Your goal: Pull every line containing "PoseState" out of the listing below.

Records for the task:
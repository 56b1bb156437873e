use std::collections::{BTreeMap, HashMap, HashSet};

use blake3::Hash;

use crate::error::Result;
use crate::geometry::Pose;
use crate::model::{SobjectId, content_hash};

/// Last known pose for one sobject.
#[derive(Debug, Clone)]
struct PoseState {
    pose: Pose,
    hash: Hash,
}

/// Registry mapping sobjects to their last resolved poses.
///
/// Downstream consumers sync after every resolution and re-export only the
/// entries that actually moved. Change detection hashes each pose's
/// canonical serialized bytes, so float noise below the serialization
/// precision never counts as a move.
#[derive(Debug, Default)]
pub struct PoseRegistry {
    entries: HashMap<SobjectId, PoseState>,
    dirty: HashSet<SobjectId>,
}

impl PoseRegistry {
    pub fn new() -> Self {
        Self::default()
    }

    /// Upserts the freshly resolved poses and drops entries whose sobjects
    /// are gone. An entry turns dirty when it is new or its hash changed.
    pub fn sync_poses(&mut self, resolved: &BTreeMap<SobjectId, Pose>) -> Result<()> {
        use std::collections::hash_map::Entry;

        let mut newly_dirty = Vec::new();

        for (id, pose) in resolved {
            let hash = content_hash(pose)?;
            match self.entries.entry(id.clone()) {
                Entry::Occupied(mut entry) => {
                    let state = entry.get_mut();
                    if state.hash != hash {
                        state.pose = *pose;
                        state.hash = hash;
                        newly_dirty.push(id.clone());
                    }
                }
                Entry::Vacant(vacant) => {
                    vacant.insert(PoseState { pose: *pose, hash });
                    newly_dirty.push(id.clone());
                }
            }
        }

        // Drop sobjects no longer present.
        let to_remove: Vec<_> = self
            .entries
            .keys()
            .filter(|id| !resolved.contains_key(*id))
            .cloned()
            .collect();
        for id in to_remove {
            self.entries.remove(&id);
            self.dirty.remove(&id);
        }

        for id in newly_dirty {
            self.dirty.insert(id);
        }
        Ok(())
    }

    /// Drains the dirty set in sobject-id order.
    pub fn take_dirty(&mut self) -> Vec<(SobjectId, Pose)> {
        let mut ids: Vec<_> = self.dirty.drain().collect();
        ids.sort_unstable();
        ids.into_iter()
            .filter_map(|id| {
                self.entries
                    .get(&id)
                    .map(|state| state.pose)
                    .map(|pose| (id, pose))
            })
            .collect()
    }

    pub fn pose_of(&self, id: &str) -> Option<Pose> {
        self.entries.get(id).map(|state| state.pose)
    }

    pub fn has_dirty(&self) -> bool {
        !self.dirty.is_empty()
    }
}

#[cfg(test)]
mod tests {
    use super::*;
    use crate::geometry::Point;

    fn pose_at(x: f64) -> Pose {
        Pose::new(Point::new(x, 0.0, 0.0), [1.0, 0.0, 0.0, 0.0]).unwrap()
    }

    fn resolved(entries: &[(&str, f64)]) -> BTreeMap<SobjectId, Pose> {
        entries
            .iter()
            .map(|(id, x)| ((*id).to_string(), pose_at(*x)))
            .collect()
    }

    #[test]
    fn new_ids_come_back_dirty() {
        let mut registry = PoseRegistry::new();
        registry.sync_poses(&resolved(&[("beam", 1.0)])).unwrap();
        let dirty = registry.take_dirty();
        assert_eq!(dirty.len(), 1);
        assert_eq!(dirty[0].0, "beam");
        assert!(!registry.has_dirty());
    }

    #[test]
    fn unchanged_poses_are_not_reflagged() {
        let mut registry = PoseRegistry::new();
        let poses = resolved(&[("beam", 1.0)]);
        registry.sync_poses(&poses).unwrap();
        registry.take_dirty();

        registry.sync_poses(&poses).unwrap();
        assert!(registry.take_dirty().is_empty());
    }

    #[test]
    fn moved_poses_are_flagged() {
        let mut registry = PoseRegistry::new();
        registry.sync_poses(&resolved(&[("beam", 1.0)])).unwrap();
        registry.take_dirty();

        registry.sync_poses(&resolved(&[("beam", 2.0)])).unwrap();
        let dirty = registry.take_dirty();
        assert_eq!(dirty.len(), 1);
        assert_eq!(dirty[0].1.point_of_view(), Point::new(2.0, 0.0, 0.0));
    }

    #[test]
    fn removed_ids_are_dropped() {
        let mut registry = PoseRegistry::new();
        registry
            .sync_poses(&resolved(&[("beam", 1.0), ("panel", 2.0)]))
            .unwrap();
        registry.take_dirty();

        registry.sync_poses(&resolved(&[("beam", 1.0)])).unwrap();
        assert!(registry.pose_of("panel").is_none());
        assert!(!registry.has_dirty());
    }

    #[test]
    fn dirty_entries_drain_in_id_order() {
        let mut registry = PoseRegistry::new();
        registry
            .sync_poses(&resolved(&[("z", 1.0), ("a", 2.0), ("m", 3.0)]))
            .unwrap();
        let ids: Vec<_> = registry
            .take_dirty()
            .into_iter()
            .map(|(id, _)| id)
            .collect();
        assert_eq!(ids, vec!["a", "m", "z"]);
    }
}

Written answer:
struct PoseState {
    entries: HashMap<SobjectId, PoseState>,
                    vacant.insert(PoseState { pose: *pose, hash });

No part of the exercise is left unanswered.